Code paths consulted:

src/storage/tde.h
src/storage/tde.c
src/storage/page_buffer.c — encrypt-on-flush, decrypt-on-read, pflag accessors, recovery hook.
src/storage/file_io.h — FILEIO_PAGE layout, pflag constants, watermark/sanity helpers.
src/storage/file_io.c — only one TDE touchpoint (io_page->prv.tde_nonce = 0; in page-format scrub).
src/storage/file_manager.h, file_manager.c — per-file TDE algorithm; page allocation propagates it.
src/storage/double_write_buffer.cpp — confirmed: no TDE-aware code; DWB is content-agnostic by design.
src/transaction/log_page_buffer.c — log page encrypt/decrypt hooks on flush, read, archive boundary.
src/transaction/log_storage.hpp — LOG_HDRPAGE_FLAG_*, LOG_IS_PAGE_TDE_ENCRYPTED.
src/transaction/log_append.cpp, log_append.hpp — prior-node TDE flag (prior_set_tde_encrypted / prior_is_tde_encrypted).
src/transaction/log_volids.hpp — synthetic volid for the master-key file mount.
src/transaction/boot_sr.c — DB-create and restart entry to the TDE module.
src/executables/util_admin.c, util_cs.c — cubrid tde admin command parsing and dispatch.

Theoretical references:

FIPS 197 (AES standard) — block cipher.
NIST SP 800-38A — modes of operation.

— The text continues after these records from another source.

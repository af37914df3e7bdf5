use assert_cmd::Command;
use predicates::prelude::predicate;

#[test]
fn test_authors() {
    let app_name = option_env!("CARGO_PKG_NAME").unwrap_or("unknown app name");
    let app_version = option_env!("CARGO_PKG_VERSION").unwrap_or("unknown version");
    let authors = option_env!("CARGO_PKG_AUTHORS")
        .map(|v| v.replace(':', ", "))
        .unwrap_or_else(|| "unknown authors".to_string());
    let expected = format!("{} {}\n{}\n", app_name, app_version, authors);
    let mut cmd = Command::cargo_bin("koala").unwrap();
    cmd.arg("authors").arg("--logging-level").arg("off");
    cmd.assert()
        .success()
        .stdout(predicate::eq(expected.as_str()));
}

#[test]
fn test_no_subcommand() {
    let mut cmd = Command::cargo_bin("koala").unwrap();
    cmd.assert().failure();
}
use super::specs::AutomatonIdentifier;
use crate::{
    encodings::{KoaEncoder, VariableSpace},
    formula::{CnfEncoder, Formula},
    koa::{KoaAutomaton, LabelType, SampleSet},
    sat::{DefaultSatSolverFactory, SatSolver, SatSolverFactory, SolvingResult},
};
use anyhow::{anyhow, Result};
use log::{info, warn};

/// A SAT-based solver for the k-OA identification problem.
pub struct KoaIdentificationSolver {
    solver_factory: Box<dyn SatSolverFactory>,
}

impl Default for KoaIdentificationSolver {
    fn default() -> Self {
        Self::new()
    }
}

impl KoaIdentificationSolver {
    /// Builds a new SAT based identification solver.
    ///
    /// The underlying SAT solver is one returned by [default_solver](crate::sat::default_solver).
    pub fn new() -> Self {
        Self::new_with_sat_solver_factory(Box::new(DefaultSatSolverFactory))
    }

    /// Builds a new SAT based identification solver.
    ///
    /// The SAT solver to use in given through the solver factory.
    pub fn new_with_sat_solver_factory(solver_factory: Box<dyn SatSolverFactory>) -> Self {
        Self { solver_factory }
    }
}

/// Translates an identification formula into the clauses of a SAT solver.
///
/// All the edge variables of the space are made known by the solver, so that they appear in the models.
pub fn encode(formula: &Formula, space: &VariableSpace, solver: &mut dyn SatSolver) {
    let mut encoder = CnfEncoder::new(solver, space.n_edge_vars());
    encoder.assert_formula(formula);
    info!(
        "formula translated with {} edge variables and {} auxiliary variables",
        space.n_edge_vars(),
        encoder.n_aux_vars()
    );
}

impl<T> AutomatonIdentifier<T> for KoaIdentificationSolver
where
    T: LabelType,
{
    fn identify<'a>(
        &mut self,
        encoder: &'a KoaEncoder<T>,
        negatives: &SampleSet<T>,
    ) -> Result<Option<KoaAutomaton<'a, T>>> {
        let formula = encoder.full_constraint(negatives)?;
        let mut solver = self.solver_factory.new_solver();
        encode(&formula, encoder.variable_space(), solver.as_mut());
        match solver.solve() {
            SolvingResult::Satisfiable(assignment) => Ok(Some(KoaAutomaton::new_from_assignment(
                encoder.alphabet(),
                encoder.variable_space(),
                &assignment,
            )?)),
            SolvingResult::Unsatisfiable => Ok(None),
            SolvingResult::Unknown => Err(anyhow!(
                "the SAT solver was not able to decide the identification problem"
            )),
        }
    }
}

/// Checks the samples are correctly classified by an automaton, and returns the number of misclassified ones.
///
/// Each misclassified sample is reported with a warning.
pub fn check_witness<T>(
    automaton: &KoaAutomaton<T>,
    positives: &SampleSet<T>,
    negatives: &SampleSet<T>,
) -> Result<usize>
where
    T: LabelType,
{
    let mut n_misclassified = 0;
    for (expected, samples, kind) in [(true, positives, "positive"), (false, negatives, "negative")] {
        for (i, sample) in samples.iter().enumerate() {
            if automaton.accepts(sample)? != expected {
                warn!(
                    "the {} sample with index {} is misclassified by the automaton",
                    kind, i
                );
                n_misclassified += 1;
            }
        }
    }
    Ok(n_misclassified)
}

#[cfg(test)]
mod tests {
    use super::*;
    use crate::{
        koa::Alphabet,
        sat::{BufferedSatSolver, SatSolver},
    };

    fn encoder_for(labels: &[char], n_slots: usize, positives: &SampleSet<char>) -> KoaEncoder<char> {
        let mut encoder = KoaEncoder::new(Alphabet::new_with_labels(labels), n_slots).unwrap();
        encoder.add_positive_samples(positives).unwrap();
        encoder
    }

    fn samples(words: &[&str]) -> SampleSet<char> {
        SampleSet::new(words.iter().map(|w| w.chars().collect()).collect())
    }

    #[test]
    fn test_sat_instance() {
        let positives = samples(&["a", "ab"]);
        let negatives = samples(&["b"]);
        let encoder = encoder_for(&['a', 'b'], 2, &positives);
        let mut solver = KoaIdentificationSolver::new();
        let automaton = solver.identify(&encoder, &negatives).unwrap().unwrap();
        assert!(automaton.accepts(&['a']).unwrap());
        assert!(automaton.accepts(&['a', 'b']).unwrap());
        assert!(!automaton.accepts(&['b']).unwrap());
        assert_eq!(0, check_witness(&automaton, &positives, &negatives).unwrap());
    }

    #[test]
    fn test_unsat_instance() {
        let positives = samples(&["a"]);
        let negatives = samples(&["a"]);
        let encoder = encoder_for(&['a'], 1, &positives);
        let mut solver = KoaIdentificationSolver::new();
        assert!(solver.identify(&encoder, &negatives).unwrap().is_none());
    }

    #[test]
    fn test_longer_samples() {
        let positives = samples(&["ab", "abab", "ababab"]);
        let negatives = samples(&["a", "aba", "b", "abb"]);
        let encoder = encoder_for(&['a', 'b'], 2, &positives);
        let mut solver = KoaIdentificationSolver::new();
        let automaton = solver.identify(&encoder, &negatives).unwrap().unwrap();
        for w in positives.iter() {
            assert!(automaton.accepts(w).unwrap());
        }
    }

    #[test]
    fn test_empty_negative_sample_is_unsat() {
        let encoder = encoder_for(&['a'], 2, &samples(&["a"]));
        let mut solver = KoaIdentificationSolver::new();
        assert!(solver.identify(&encoder, &samples(&[""])).unwrap().is_none());
    }

    struct UnknownSolverFactory;

    impl SatSolverFactory for UnknownSolverFactory {
        fn new_solver(&self) -> Box<dyn SatSolver> {
            Box::new(BufferedSatSolver::new(Box::new(|_| Box::new(&[] as &[u8]))))
        }
    }

    #[test]
    fn test_unknown_is_an_error() {
        let encoder = encoder_for(&['a'], 1, &samples(&["a"]));
        let mut solver =
            KoaIdentificationSolver::new_with_sat_solver_factory(Box::new(UnknownSolverFactory));
        assert!(solver.identify(&encoder, &samples(&[])).is_err());
    }

    #[test]
    fn test_check_witness_counts_errors() {
        let alphabet = Alphabet::new_with_labels(&['a']);
        let automaton = KoaAutomaton::new(&alphabet, vec![]);
        assert_eq!(
            2,
            check_witness(&automaton, &samples(&["a", ""]), &samples(&["aa"])).unwrap()
        );
    }
}
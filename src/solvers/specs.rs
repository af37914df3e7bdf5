use crate::{
    encodings::KoaEncoder,
    koa::{KoaAutomaton, LabelType, SampleSet},
};
use anyhow::Result;

/// A trait for solvers able to identify a k-OA from samples.
pub trait AutomatonIdentifier<T>
where
    T: LabelType,
{
    /// Looks for an automaton accepting the positive samples aggregated by the encoder and rejecting the negative ones.
    ///
    /// In case no such automaton exists, [Option::None] is returned.
    /// An error is returned if the problem cannot be encoded or decided.
    fn identify<'a>(
        &mut self,
        encoder: &'a KoaEncoder<T>,
        negatives: &SampleSet<T>,
    ) -> Result<Option<KoaAutomaton<'a, T>>>;
}
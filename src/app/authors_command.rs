use super::{cli_manager, command::Command};
use anyhow::Result;
use clap::{App, AppSettings, ArgMatches, SubCommand};

const CMD_NAME: &str = "authors";

pub(crate) struct AuthorsCommand<'a> {
    app_name: &'a str,
    app_version: &'a str,
    authors: &'a str,
}

impl<'a> AuthorsCommand<'a> {
    pub(crate) fn new(app_name: &'a str, app_version: &'a str, authors: &'a str) -> Self {
        AuthorsCommand {
            app_name,
            app_version,
            authors,
        }
    }
}

impl<'a> Command<'a> for AuthorsCommand<'a> {
    fn name(&self) -> &str {
        CMD_NAME
    }

    fn clap_subcommand(&self) -> App<'a, 'a> {
        SubCommand::with_name(CMD_NAME)
            .about("Displays app version and authors")
            .setting(AppSettings::DisableVersion)
            .arg(cli_manager::logging_level_cli_arg())
    }

    fn execute(&self, _arg_matches: &ArgMatches<'_>) -> Result<()> {
        println!("{} {}", self.app_name, self.app_version);
        println!("{}", self.authors.replace(':', ", "));
        Ok(())
    }
}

CUBRID uses CTR.
KS X 1213 (ARIA) — Korean national cipher; the alternate algorithm offered alongside AES.
Database Internals (Petrov, 2019) — encryption-at-rest discussion in the storage chapters.
Comparative engines: Oracle TDE (per-tablespace DEK + Wallet master), SQL Server TDE (three-level SMK/DMK/DEK hierarchy), MySQL InnoDB TDE (per-tablespace DEK + keyring plugin), PostgreSQL TDE (in development, cluster-wide DEK with optional separate WAL key).